ACTIVITY:
Provide an exact copy of the lines from the beginning of the records through the line that includes "pub(crate) fn process(core: &mut", and of no others.

******

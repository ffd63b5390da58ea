//! Per-state message handlers.
//!
//! Each handler returns `true` when it consumed the message; otherwise the
//! message is offered to the parent state. `Default` consumes everything.

use crate::device::DeviceState;
use crate::error::{CastError, EventCode};
use crate::session::worker::SessionCore;
use crate::session::dispatch::{self, process_state_event};
use crate::session::message::{Message, MessageId};
use crate::session::properties::CastMode;
use crate::session::state::SessionState;

pub(crate) fn process(core: &mut SessionCore, state: SessionState, message: &Message) -> bool {
    match state {
        SessionState::Default => default_state(core, message),
        SessionState::Disconnected => disconnected(core, message),
        SessionState::Authing => authing(core, message),
        SessionState::Connecting => connecting(core, message),
        SessionState::Connected => connected(core, message),
        SessionState::Paused => paused(core, message),
        SessionState::Playing => playing(core, message),
        SessionState::Stream => stream(core, message),
        SessionState::Disconnecting => disconnecting(core, message),
    }
}

fn default_state(core: &mut SessionCore, message: &Message) -> bool {
    match message.id {
        MessageId::RtspData | MessageId::SetSurface | MessageId::DeliverInputEvent => {
            process_state_event(core, message);
        }
        id => tracing::warn!(state = %core.state, message = ?id, "message dropped"),
    }
    true
}

fn disconnected(core: &mut SessionCore, message: &Message) -> bool {
    match message.id {
        MessageId::Connect => {
            if core.connect_device(&message.str_arg) {
                core.transfer_state(SessionState::Connecting);
            }
            true
        }
        MessageId::Auth => {
            if process_state_event(core, message) {
                core.transfer_state(SessionState::Authing);
            }
            true
        }
        _ => false,
    }
}

fn authing(core: &mut SessionCore, message: &Message) -> bool {
    match message.id {
        MessageId::Connect => {
            if core.connect_device(&message.str_arg) {
                core.emit_consult_data();
                core.transfer_state(SessionState::Connecting);
            } else {
                core.transfer_state(SessionState::Disconnected);
            }
            true
        }
        MessageId::Auth => {
            process_state_event(core, message);
            true
        }
        MessageId::Disconnect | MessageId::ConnectTimeout | MessageId::Error => {
            process_state_event(core, message);
            core.transfer_state(SessionState::Disconnecting);
            true
        }
        _ => false,
    }
}

fn connecting(core: &mut SessionCore, message: &Message) -> bool {
    match message.id {
        MessageId::Connect | MessageId::Play | MessageId::PlayReq => {
            core.defer(message.clone());
            true
        }
        MessageId::Setup => {
            if !process_state_event(core, message) {
                core.pending_event = EventCode::ConnectionFailed;
                core.transfer_state(SessionState::Disconnecting);
            }
            true
        }
        MessageId::SetupDone => {
            if core.on_setup_done() {
                core.check_ready(None);
            } else {
                core.pending_event = EventCode::ConnectionFailed;
                core.transfer_state(SessionState::Disconnecting);
            }
            true
        }
        MessageId::SetupSuccess => {
            process_state_event(core, message);
            core.check_ready(Some(message));
            true
        }
        MessageId::SetupFailed => {
            tracing::error!(module = message.arg1, reason = message.arg2, "module channel failed");
            core.pending_event = EventCode::ConnectionFailed;
            core.transfer_state(SessionState::Disconnecting);
            true
        }
        MessageId::Disconnect | MessageId::ConnectTimeout | MessageId::Error => {
            core.shared.queue.remove(MessageId::ConnectTimeout);
            process_state_event(core, message);
            core.transfer_state(SessionState::Disconnecting);
            true
        }
        MessageId::PeerRenderReady => {
            let established = core.controller.as_ref().is_some_and(|c| c.is_established());
            if core.cast_mode == CastMode::Stream && established {
                core.transfer_state(SessionState::Stream);
            } else {
                tracing::debug!("render ready before stream setup, ignored");
            }
            true
        }
        _ => false,
    }
}

fn connected(core: &mut SessionCore, message: &Message) -> bool {
    match message.id {
        MessageId::SetupSuccess => {
            if core.state == SessionState::Connected {
                let target = match core.cast_mode {
                    CastMode::Mirror => SessionState::Paused,
                    CastMode::Stream => SessionState::Stream,
                };
                core.transfer_state(target);
            } else {
                process_state_event(core, message);
            }
            true
        }
        MessageId::Connect => {
            let device_id = message.str_arg.as_str();
            if core.shared.devices.contains(device_id) {
                tracing::info!(device_id, "already connected, re-reporting");
                core.notify_device(device_id, DeviceState::Connected, EventCode::None);
                if core.state != SessionState::Paused {
                    core.transfer_state(SessionState::Paused);
                }
            } else {
                tracing::warn!(device_id, "session busy with another device");
                core.shared.listeners.notify_device_state(
                    DeviceState::Disconnected,
                    device_id,
                    EventCode::SessionBusy,
                );
            }
            true
        }
        MessageId::UpdateFeatures => {
            core.update_features(message);
            true
        }
        MessageId::Play | MessageId::PlayReq if core.state == SessionState::Connected => {
            core.defer(message.clone());
            true
        }
        MessageId::Disconnect | MessageId::ConnectTimeout | MessageId::Error => {
            process_state_event(core, message);
            core.transfer_state(SessionState::Disconnecting);
            true
        }
        _ => false,
    }
}

fn paused(core: &mut SessionCore, message: &Message) -> bool {
    match message.id {
        MessageId::Play => {
            if process_state_event(core, message) {
                core.transfer_state(SessionState::Playing);
            }
            true
        }
        MessageId::PlayReq | MessageId::SetupSuccess => {
            process_state_event(core, message);
            if core.is_allow_transfer_state(SessionState::Playing) {
                core.transfer_state(SessionState::Playing);
            }
            true
        }
        MessageId::ProcessTriggerReq => {
            process_state_event(core, message);
            true
        }
        _ => false,
    }
}

fn playing(core: &mut SessionCore, message: &Message) -> bool {
    match message.id {
        MessageId::Pause => {
            if process_state_event(core, message) {
                core.transfer_state(SessionState::Paused);
            }
            true
        }
        MessageId::PauseReq => {
            process_state_event(core, message);
            core.transfer_state(SessionState::Paused);
            true
        }
        MessageId::Play | MessageId::PlayReq => {
            tracing::debug!("already playing");
            true
        }
        MessageId::SetCastMode => {
            core.set_cast_mode(message);
            true
        }
        _ => false,
    }
}

fn stream(core: &mut SessionCore, message: &Message) -> bool {
    match message.id {
        MessageId::StreamChannelCreate => {
            let Ok(port) = u16::try_from(message.arg1) else {
                tracing::warn!(port = message.arg1, "invalid stream port");
                return true;
            };
            if let Some(bound) = dispatch::create_stream_channel(core, port)
                && port == 0
            {
                let action = serde_json::json!({ "streamPort": bound }).to_string();
                let announce = Message::new(MessageId::StreamSendActionEventToPeers).with_str(action);
                send_stream_action(core, &announce);
            }
            true
        }
        MessageId::StreamRecvActionEventFromPeers => {
            dispatch::stream_manager_action(core, &message.str_arg);
            true
        }
        MessageId::StreamSendActionEventToPeers => {
            send_stream_action(core, message);
            true
        }
        MessageId::PeerRenderReady => {
            process_state_event(core, message);
            true
        }
        _ => false,
    }
}

fn send_stream_action(core: &mut SessionCore, message: &Message) {
    let Some(controller) = core.controller.as_mut() else {
        tracing::warn!("no negotiation running, stream action dropped");
        return;
    };
    match controller.send_parameter("cast_stream_action", &message.str_arg) {
        Ok(()) => {}
        Err(CastError::RequestPending(_)) => core.stall(message),
        Err(e) => tracing::warn!(error = %e, "stream action not sent"),
    }
}

fn disconnecting(core: &mut SessionCore, message: &Message) -> bool {
    match message.id {
        MessageId::Connect => {
            core.defer(message.clone());
            true
        }
        _ => false,
    }
}
#[cfg(test)]
mod tests {
    use super::*;
    use crate::channel::{ChannelListener, ChannelRequest, ChannelRole, DeviceSnapshot};
    use crate::session::{CastMode, SessionProperties};
    use parking_lot::Mutex;

    struct Wire {
        request: ChannelRequest,
        sent: Mutex<Vec<String>>,
    }

    impl Wire {
        fn new() -> Arc<Self> {
            Arc::new(Wire {
                request: ChannelRequest::new(
                    ModuleType::Rtsp,
                    LinkType::Tcp,
                    ChannelRole::Sender,
                    DeviceSnapshot::default(),
                    DeviceSnapshot::default(),
                    SessionProperties::default(),
                ),
                sent: Mutex::new(Vec::new()),
            })
        }

        fn take(&self) -> Vec<String> {
            std::mem::take(&mut *self.sent.lock())
        }
    }

    impl Channel for Wire {
        fn request(&self) -> &ChannelRequest {
            &self.request
        }
        fn local_port(&self) -> u16 {
            0
        }
        fn send(&self, data: &[u8]) -> Result<()> {
            self.sent
                .lock()
                .push(String::from_utf8_lossy(data).into_owned());
            Ok(())
        }
        fn set_listener(&self, _listener: Arc<dyn ChannelListener>) {}
        fn close(&self) {}
    }

    #[derive(Default)]
    struct Events(Mutex<Vec<String>>);

    impl Events {
        fn list(&self) -> Vec<String> {
            self.0.lock().clone()
        }
    }

    impl ProtocolListener for Events {
        fn on_setup(&self, params: &ParamInfo) {
            self.0.lock().push(format!("setup {}", params.features));
        }
        fn on_play(&self) {
            self.0.lock().push("play".into());
        }
        fn on_pause(&self) {
            self.0.lock().push("pause".into());
        }
        fn on_teardown(&self) {
            self.0.lock().push("teardown".into());
        }
        fn on_error(&self, _error: &CastError) {
            self.0.lock().push("error".into());
        }
        fn on_trigger(&self, method: &str) {
            self.0.lock().push(format!("trigger {method}"));
        }
        fn on_event(&self, key: &str, value: &str) {
            self.0.lock().push(format!("event {key}={value}"));
        }
    }

    struct Side {
        controller: ProtocolController,
        wire: Arc<Wire>,
        events: Arc<Events>,
    }

    fn side(role: ControllerRole, features: &[u32]) -> Side {
        let events = Arc::new(Events::default());
        let wire = Wire::new();
        let mut controller =
            ProtocolController::new(role, LinkType::Tcp, "42".to_string(), events.clone());
        let params = ParamInfo {
            features: features.iter().copied().collect(),
            media_port: MediaPort {
                video: 7000,
                audio: 7002,
            },
            ..Default::default()
        };
        controller
            .start(Some(wire.clone() as Arc<dyn Channel>), params, "a2V5")
            .unwrap();
        Side {
            controller,
            wire,
            events,
        }
    }

    /// Deliver everything `from` has written to `to`. Returns the count.
    fn pump(from: &Side, to: &mut Side) -> usize {
        let messages = from.wire.take();
        for message in &messages {
            to.controller.on_data(message.as_bytes());
        }
        messages.len()
    }

    fn handshake(offer_features: &[u32], answer_features: &[u32]) -> (Side, Side) {
        let mut offerer = side(ControllerRole::Offerer, offer_features);
        let mut responder = side(ControllerRole::Responder, answer_features);
        while pump(&offerer, &mut responder) + pump(&responder, &mut offerer) > 0 {}
        (offerer, responder)
    }

    #[test]
    fn handshake_establishes_both_sides_with_common_features() {
        let (offerer, responder) = handshake(&[1, 2, 5], &[1, 5, 6]);

        assert!(offerer.controller.is_established());
        assert!(responder.controller.is_established());
        assert_eq!(offerer.events.list(), vec!["setup 1,5"]);
        assert_eq!(responder.events.list(), vec!["setup 1,5"]);
        assert!(offerer.controller.is_support_feature(1));
        assert!(!offerer.controller.is_support_feature(2));
        assert_eq!(offerer.controller.session_id(), "42");
        assert_eq!(
            responder.controller.get_media_port(),
            Some(MediaPort {
                video: 7000,
                audio: 7002
            })
        );
    }

    #[test]
    fn action_before_setup_is_rejected() {
        let mut offerer = side(ControllerRole::Offerer, &[]);
        assert!(matches!(
            offerer.controller.action(Action::Play),
            Err(CastError::ProtocolState { .. })
        ));
    }

    #[test]
    fn second_action_while_pending_is_rejected() {
        let (mut offerer, _responder) = handshake(&[], &[]);
        offerer.controller.action(Action::Play).unwrap();
        assert!(matches!(
            offerer.controller.action(Action::Pause),
            Err(CastError::RequestPending(method)) if method == "PLAY"
        ));
    }

    #[test]
    fn play_pause_and_teardown_reach_the_peer() {
        let (mut offerer, mut responder) = handshake(&[], &[]);

        offerer.controller.action(Action::Play).unwrap();
        pump(&offerer, &mut responder);
        pump(&responder, &mut offerer);
        offerer.controller.action(Action::Pause).unwrap();
        pump(&offerer, &mut responder);
        pump(&responder, &mut offerer);
        offerer.controller.action(Action::Teardown).unwrap();
        assert_eq!(offerer.controller.state(), ControllerState::Stopping);
        pump(&offerer, &mut responder);
        pump(&responder, &mut offerer);

        assert_eq!(responder.events.list()[1..], ["play", "pause", "teardown"]);
        assert_eq!(offerer.controller.state(), ControllerState::Stopped);
        assert_eq!(responder.controller.state(), ControllerState::Stopped);
        assert!(!offerer.events.list().contains(&"error".to_string()));
    }

    #[test]
    fn teardown_goes_out_while_play_is_pending() {
        let (mut offerer, mut responder) = handshake(&[], &[]);

        offerer.controller.action(Action::Play).unwrap();
        assert!(offerer.controller.has_pending_request());
        offerer.controller.action(Action::Teardown).unwrap();
        pump(&offerer, &mut responder);
        pump(&responder, &mut offerer);

        assert_eq!(responder.events.list()[1..], ["play", "teardown"]);
        assert_eq!(offerer.controller.state(), ControllerState::Stopped);
        assert!(!offerer.controller.has_pending_request());
        assert!(!offerer.events.list().contains(&"error".to_string()));
    }

    #[test]
    fn mismatched_cseq_is_reported_once() {
        let mut offerer = side(ControllerRole::Offerer, &[]);
        offerer.wire.take();
        offerer
            .controller
            .on_data(b"RTSP/1.0 200 OK\r\nCSeq: 9\r\n\r\n");
        offerer
            .controller
            .on_data(b"RTSP/1.0 200 OK\r\nCSeq: 10\r\n\r\n");
        assert_eq!(offerer.events.list(), vec!["error"]);
    }

    #[test]
    fn setup_without_version_is_refused() {
        let mut responder = side(ControllerRole::Responder, &[]);
        let body = "cast_projection_mode: mirror\r\n";
        let request = RtspRequest::new("SETUP", "rtsp://localhost/cast")
            .add_header("CSeq", "2")
            .add_header("Session-Key", "a2V5")
            .with_body(body.to_string());
        responder.controller.on_data(request.serialize().as_bytes());

        let sent = responder.wire.take();
        let response = RtspResponse::parse(&sent[0]).unwrap();
        assert_eq!(response.status_code, 400);
        assert_eq!(response.cseq(), Some("2"));
        assert_eq!(responder.events.list(), vec!["error"]);
        assert!(!responder.controller.is_established());
    }

    #[test]
    fn setup_with_wrong_key_is_unauthorized() {
        let mut responder = side(ControllerRole::Responder, &[]);
        let request = RtspRequest::new("SETUP", "rtsp://localhost/cast")
            .add_header("CSeq", "2")
            .add_header("Session-Key", "b3RoZXI=")
            .with_body(ParamInfo::default().encode(LinkType::Tcp));
        responder.controller.on_data(request.serialize().as_bytes());

        let response = RtspResponse::parse(&responder.wire.take()[0]).unwrap();
        assert_eq!(response.status_code, 401);
    }

    #[test]
    fn set_parameter_routes_trigger_and_events() {
        let (mut offerer, mut responder) = handshake(&[], &[]);
        offerer
            .controller
            .send_parameter("cast_trigger_method", "key")
            .unwrap();
        pump(&offerer, &mut responder);
        pump(&responder, &mut offerer);
        offerer
            .controller
            .send_parameter("cast_mode", &CastMode::Stream.to_string())
            .unwrap();
        pump(&offerer, &mut responder);

        assert_eq!(
            responder.events.list()[1..],
            ["trigger key", "event cast_mode=stream"]
        );
    }

    #[test]
    fn feature_renegotiation_needs_custom_params() {
        let (mut plain, _) = handshake(&[1], &[1]);
        assert!(plain.controller.renegotiate_features([1].into_iter().collect()).is_err());

        let custom = feature::CUSTOM_PARAMS;
        let (mut offerer, mut responder) = handshake(&[1, 2, custom], &[1, 2, custom]);
        offerer
            .controller
            .renegotiate_features([1, custom].into_iter().collect())
            .unwrap();
        pump(&offerer, &mut responder);

        assert!(!offerer.controller.is_support_feature(2));
        assert!(!responder.controller.is_support_feature(2));
        assert!(responder.controller.is_support_feature(1));
    }

    #[test]
    fn get_parameter_echoes_known_keys() {
        let (mut offerer, mut responder) = handshake(&[], &[]);
        let request = RtspRequest::new("GET_PARAMETER", "rtsp://localhost/cast")
            .add_header("CSeq", "7")
            .add_header("Session", "42")
            .with_body("cast_video_port\r\ncast_unknown\r\n".to_string());
        responder.controller.on_data(request.serialize().as_bytes());
        let response = RtspResponse::parse(&responder.wire.take()[0]).unwrap();
        assert_eq!(response.body.as_deref(), Some("cast_video_port: 7000\r\n"));

        offerer.controller.stop();
        assert_eq!(offerer.controller.state(), ControllerState::Stopped);
        assert!(offerer.controller.negotiated_params().is_none());
    }
}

******

ANSWER TO THIS PROBLEM:
repository ffd63b5390da58ea
//! Per-state message handlers.
//!
//! Each handler returns `true` when it consumed the message; otherwise the
//! message is offered to the parent state. `Default` consumes everything.

use crate::device::DeviceState;
use crate::error::{CastError, EventCode};
use crate::session::worker::SessionCore;
use crate::session::dispatch::{self, process_state_event};
use crate::session::message::{Message, MessageId};
use crate::session::properties::CastMode;
use crate::session::state::SessionState;

pub(crate) fn process(core: &mut SessionCore, state: SessionState, message: &Message) -> bool {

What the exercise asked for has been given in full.